Contributors netapp-bingen

Virtual machine storage flows from guest OS and hypervisor layers down into ONTAP, where FabricPool tiering and WAFL deliver performance, efficiency, and cost optimization.

From the ONTAP 9.6 release onward, FabricPool has supported virtualized workloads, including VMware datastores. You can now tier cold blocks from FlexVol volumes backing VMware datastores (VM templates, powered‑off VMs, snapshots, backups, etc.) to object storage while keeping hot data local.

That said, there are some nuances you need to be aware of.

Hypervisor storage stack with FabricPool

Compute and virtual disk layers

The guest operating system runs on virtual disk formats like VMDK, QCOW2, or VHDX, which create the compute and block device layers accessible to applications and users.

It is important to note that the guest operating system views virtual disks as block devices; therefore, in-guest block device timeouts must be considered when planning for fault tolerance during nondisruptive upgrades, hardware failures, or other unplanned events.

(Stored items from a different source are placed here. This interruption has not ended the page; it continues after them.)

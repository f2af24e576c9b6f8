use axum::extract::{Path, State};
use axum::http::StatusCode;
use axum::response::{IntoResponse, Json, Response};
use axum::{Extension, Form};
use tracing::instrument;

use crate::AppState;
use crate::db::{BlogExt, RatingExt};
use crate::dtos::{RateErrorDto, RateFormDto, RateResponseDto};
use crate::error::{ErrorMessage, HttpError};
use crate::handler::blog::published_blog;
use crate::middleware::JWTAuthMiddleware;
use crate::models::User;

pub const MIN_SCORE: i32 = 0;
pub const MAX_SCORE: i32 = 6;

const INVALID_SCORE: &str = "Invalid rating score";

/// Missing score counts as 0; anything that is not an integer in
/// `MIN_SCORE..=MAX_SCORE` is rejected
pub fn parse_score(raw: Option<&str>) -> Option<i32> {
    let score = match raw {
        None => 0,
        Some(raw) => raw.trim().parse::<i32>().ok()?,
    };
    (MIN_SCORE..=MAX_SCORE).contains(&score).then_some(score)
}

/// Upsert the user's score and report the blog's new aggregate
pub async fn rate_process<S: BlogExt + RatingExt>(
    store: &S,
    user: &User,
    blog_id: i64,
    score: i32,
) -> Result<RateResponseDto, HttpError> {
    if !(MIN_SCORE..=MAX_SCORE).contains(&score) {
        return Err(HttpError::bad_request(INVALID_SCORE));
    }

    let rating = store
        .upsert_rating(blog_id, user.id, score)
        .await
        .map_err(|e| {
            tracing::error!("DB error, saving rating: {}", e);
            HttpError::server_error(ErrorMessage::ServerError.to_string())
        })?;

    let stats = store.get_rating_stats(blog_id).await.map_err(|e| {
        tracing::error!("DB error, getting rating stats: {}", e);
        HttpError::server_error(ErrorMessage::ServerError.to_string())
    })?;

    Ok(RateResponseDto {
        success: true,
        average_rating: stats.average,
        rating_count: stats.count,
        user_rating: rating.score,
    })
}

#[instrument(skip(app_state, jwt, body), fields(user_id = %jwt.user.id))]
pub async fn rate_blog(
    Path(slug): Path<String>,
    State(app_state): State<AppState>,
    Extension(jwt): Extension<JWTAuthMiddleware>,
    Form(body): Form<RateFormDto>,
) -> Result<Response, HttpError> {
    let blog = published_blog(&app_state.db_client, &slug).await?;

    let Some(score) = parse_score(body.score.as_deref()) else {
        tracing::warn!(raw = ?body.score, "Rejected rating score");
        return Ok((
            StatusCode::BAD_REQUEST,
            Json(RateErrorDto {
                error: INVALID_SCORE.to_string(),
            }),
        )
            .into_response());
    };

    let response = rate_process(&app_state.db_client, &jwt.user, blog.id, score).await?;

    tracing::info!(blog_id = blog.id, score, "Blog rated");
    Ok(Json(response).into_response())
}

Tip Following the FabricPool best practices, you should treat FlexVol volumes hosting virtual machine datastores as SAN storage, even when using NAS protocols, due to the block nature of the virtual disk files as they relate to guest OSes. Therefore, NetApp recommends using the snapshot-only tiering policy. The auto policy can be used for non-critical data, but be warned that a disconnection from the cloud tier can result in machines crashing or going into a read-only state.

Hypervisor role

The hypervisor mediates between its running virtual machines and physical resources like CPU, memory, and storage. In the NAS use case, the hypervisor mounts the NAS share and presents the virtual disk files to the virtual machines as block devices.

The hypervisor file system path involves VM storage via iSCSI/FCP-connected LUNs or NVMe namespaces formatted by hypervisor-specific filesystems like VMFS, NTFS, EXT4, etc.

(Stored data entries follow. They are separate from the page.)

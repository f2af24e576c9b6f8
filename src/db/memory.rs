//! In-memory store implementing the database traits, used by flow tests.
//! Mirrors the PostgreSQL constraints that the flows rely on: unique
//! username/email/slug/category name, one rating and one favorite per
//! (user, blog) and cascading deletes.

use std::borrow::Cow;
use std::error::Error as StdError;
use std::fmt;
use std::sync::Mutex;

use chrono::{Duration, Utc};
use sqlx::error::{DatabaseError, ErrorKind};
use uuid::Uuid;

use super::{
    BlogChanges, BlogExt, BlogFilter, BlogSort, CategoryExt, FavoriteExt, NewBlog, NewUser,
    ProfileChanges, RatingExt, UserExt,
};
use crate::dtos::{BlogListItemDto, FavoriteItemDto};
use crate::models::{Blog, BlogStatus, Category, Rating, RatingStats, User, UserRole};

#[derive(Debug)]
struct UniqueViolation(&'static str);

impl fmt::Display for UniqueViolation {
    fn fmt(&self, f: &mut fmt::Formatter<'_>) -> fmt::Result {
        write!(f, "duplicate key value violates unique constraint \"{}\"", self.0)
    }
}

impl StdError for UniqueViolation {}

impl DatabaseError for UniqueViolation {
    fn message(&self) -> &str {
        "duplicate key value violates unique constraint"
    }

    fn code(&self) -> Option<Cow<'_, str>> {
        Some(Cow::Borrowed("23505"))
    }

    fn as_error(&self) -> &(dyn StdError + Send + Sync + 'static) {
        self
    }

    fn as_error_mut(&mut self) -> &mut (dyn StdError + Send + Sync + 'static) {
        self
    }

    fn into_error(self: Box<Self>) -> Box<dyn StdError + Send + Sync + 'static> {
        self
    }

    fn constraint(&self) -> Option<&str> {
        Some(self.0)
    }

    fn kind(&self) -> ErrorKind {
        ErrorKind::UniqueViolation
    }
}

fn unique_violation(constraint: &'static str) -> sqlx::Error {
    sqlx::Error::Database(Box::new(UniqueViolation(constraint)))
}

/// Row of the `favorites` table
#[derive(Debug, Clone)]
pub struct Favorite {
    pub id: i64,
    pub user_id: Uuid,
    pub blog_id: i64,
    pub created_at: chrono::DateTime<Utc>,
}

/// Same result as `COALESCE(AVG(score), 0), COUNT(*)`
fn rating_stats(scores: &[i32]) -> RatingStats {
    if scores.is_empty() {
        return RatingStats::default();
    }
    let sum: i64 = scores.iter().map(|s| *s as i64).sum();
    RatingStats {
        average: sum as f64 / scores.len() as f64,
        count: scores.len() as i64,
    }
}

#[derive(Default)]
struct State {
    users: Vec<User>,
    categories: Vec<Category>,
    blogs: Vec<Blog>,
    ratings: Vec<Rating>,
    favorites: Vec<Favorite>,
    // Slugs committed by a "concurrent" writer: inserts collide with them
    // but the slug scan does not see them yet
    unseen_slugs: Vec<String>,
    next_id: i64,
    clock: i64,
}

The NAS file system path provides direct file-level access using NFS or SMB protocols to ONTAP volumes for virtual machine storage.

Both paths converge at ONTAP’s WAFL layer, enabling consistent data services like snapshots and metadata management.

FabricPool Tiering Integration

FabricPool intelligently manages data placement between high-performance local storage and lower-cost cloud object tiers.

FabricPool tiers data automatically between local high-performance storage and scalable cloud object storage based on the FabricPool tiering policy applied to the dataset.

ONTAP's FabricPool integration enables efficient data placement across hybrid cloud environments without sacrificing performance for local reads.

Storage efficiency and management

It is important to understand the way FabricPool works before enabling it. Proper configuration helps you improve performance, reduce risk, and optimize TCO by storing the right data in the right tier.

Both SAN/NVMe and NAS file protocol paths converge at the WAFL layer. The WAFL file system ensures metadata consistency, supports snapshots, cloning, and optimizes writes for SSD, HDD, and object storage media.